ELF: An Extensive, Lightweight and Flexible Platform for Game Research

Overview

ELF is an Extensive, Lightweight and Flexible platform for game research, in particular for real-time strategy (RTS) games. On the C++-side, ELF hosts multiple games in parallel with C++ threading. On the Python side, ELF returns one batch of game state at a time, making it very friendly for modern RL. In comparison, other platforms (e.g., OpenAI Gym) wraps one single game instance with one Python interface. This makes concurrent game execution a bit complicated, which is a requirement of many modern reinforcement learning algorithms.

For research on RTS games, ELF comes with an fast RTS engine, and three concrete environments: MiniRTS, Capture the Flag and Tower Defense. MiniRTS has all the key dynamics of a real-time strategy game, including gathering resources, building facilities and troops, scouting the unknown territories outside the perceivable regions, and defend/attack the enemy. User can access its internal representation and can freely change the game setting.

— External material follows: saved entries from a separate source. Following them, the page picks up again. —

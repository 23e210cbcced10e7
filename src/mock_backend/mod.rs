//! In-memory stand-in for the delivery REST backend.
//!
//! Serves the same endpoints the client calls, with seeded users, restaurants,
//! menus and orders. Used by the integration tests and by the `mock-backend`
//! binary for local demos. It enforces the same lifecycle rules the client
//! does: status moves one step forward at a time and an order is rated at
//! most once.

pub mod routes;
pub mod seed;
pub mod state;

use std::io;

use axum::{Json, Router, routing};
use tokio::net::TcpListener;
use tower::ServiceBuilder;
use tower_http::trace::TraceLayer;
use utoipa::openapi::{InfoBuilder, OpenApi};
use utoipa_axum::router::OpenApiRouter;

pub use state::{MockData, MockState};

pub const OPENAPI_PATH: &str = "/api-docs/openapi.json";

/// Every backend route under `/api`, with its OpenAPI description.
pub fn routes_with_openapi() -> OpenApiRouter<MockState> {
    OpenApiRouter::new().nest(
        "/api",
        routes::auth::routes_with_openapi()
            .merge(routes::accounts::routes_with_openapi())
            .merge(routes::restaurants::routes_with_openapi())
            .merge(routes::orders::routes_with_openapi())
            .merge(routes::deliveries::routes_with_openapi()),
    )
}

pub fn openapi() -> OpenApi {
    let (_, mut openapi) = routes_with_openapi().split_for_parts();
    openapi.info = InfoBuilder::new()
        .title("Delivery mock backend")
        .version("1.0.0")
        .build();
    openapi
}

/// The complete application: routes, OpenAPI document and request tracing.
pub fn app(state: MockState) -> Router {
    let (router, _) = routes_with_openapi().split_for_parts();
    let doc = openapi();

    router
        .route(
            OPENAPI_PATH,
            routing::get(move || {
                let doc = doc.clone();
                async move { Json(doc) }
            }),
        )
        .layer(ServiceBuilder::new().layer(TraceLayer::new_for_http()))
        .with_state(state)
}

/// Serves [`app`] on an already bound listener until the task is dropped.
pub async fn serve(listener: TcpListener, state: MockState) -> io::Result<()> {
    axum::serve(listener, app(state)).await
}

ELF has the following characteristics:

End-to-End: ELF offers an end-to-end solution to game research. It provides miniature real-time strategy game environments, concurrent simulation, intuitive APIs, web-based visualzation, and also comes with a reinforcement learning backend empowered by Pytorch with minimal resource requirement.
Extensive: Any game with C/C++ interface can be plugged into this framework by writing a simple wrapper. As an example, we already incorporate Atari games into our framework and show that the simulation speed per core is comparable with single-core version, and is thus much faster than implementation using either multiprocessing or Python multithreading. In the future, we plan to incorporate more environments, e.g., DarkForest Go engine.
Lightweight: ELF runs very fast with minimal overhead. ELF with a simple game (MiniRTS) built on RTS engine runs 40K frame per second per core on a MacBook Pro. Training a model from scratch to play MiniRTS takes a day on 6 CPU + 1 GPU.
Flexible: Pairing between environments and actors is very flexible, e.g., one environment with one agent (e.g., Vanilla A3C), one environment with multiple agents (e.g., Self-play/MCTS), or multiple environment with one actor (e.g., BatchA3C, GA3C). Also, any game built on top of the RTS engine offers full access to its internal representation and dynamics. Besides efficient simulators, we also provide a lightweight yet powerful Reinforcement Learning framework. This framework can host most existing RL algorithms. In this open source release, we have provided state-of-the-art actor-critic algorithms, written in PyTorch.

Documentation

Check here for detailed documentation. You can also compile your version in ./doc using sphinx.

Basic Usage

ELF is very easy to use. The initialization looks like the following:

# We run 1024 games concurrently.
num_games = 1024

# Wait for a batch of 256 games.
batchsize = 256  

# The return states contain key 's', 'r' and 'terminal'
# The reply contains key 'a' to be filled from the Python side.
# The definitions of the keys are in the wrapper of the game.  
input_spec = dict(s='', r='', terminal='')
reply_spec = dict(a='')

context = Init(num_games, batchsize, input_spec, reply_spec)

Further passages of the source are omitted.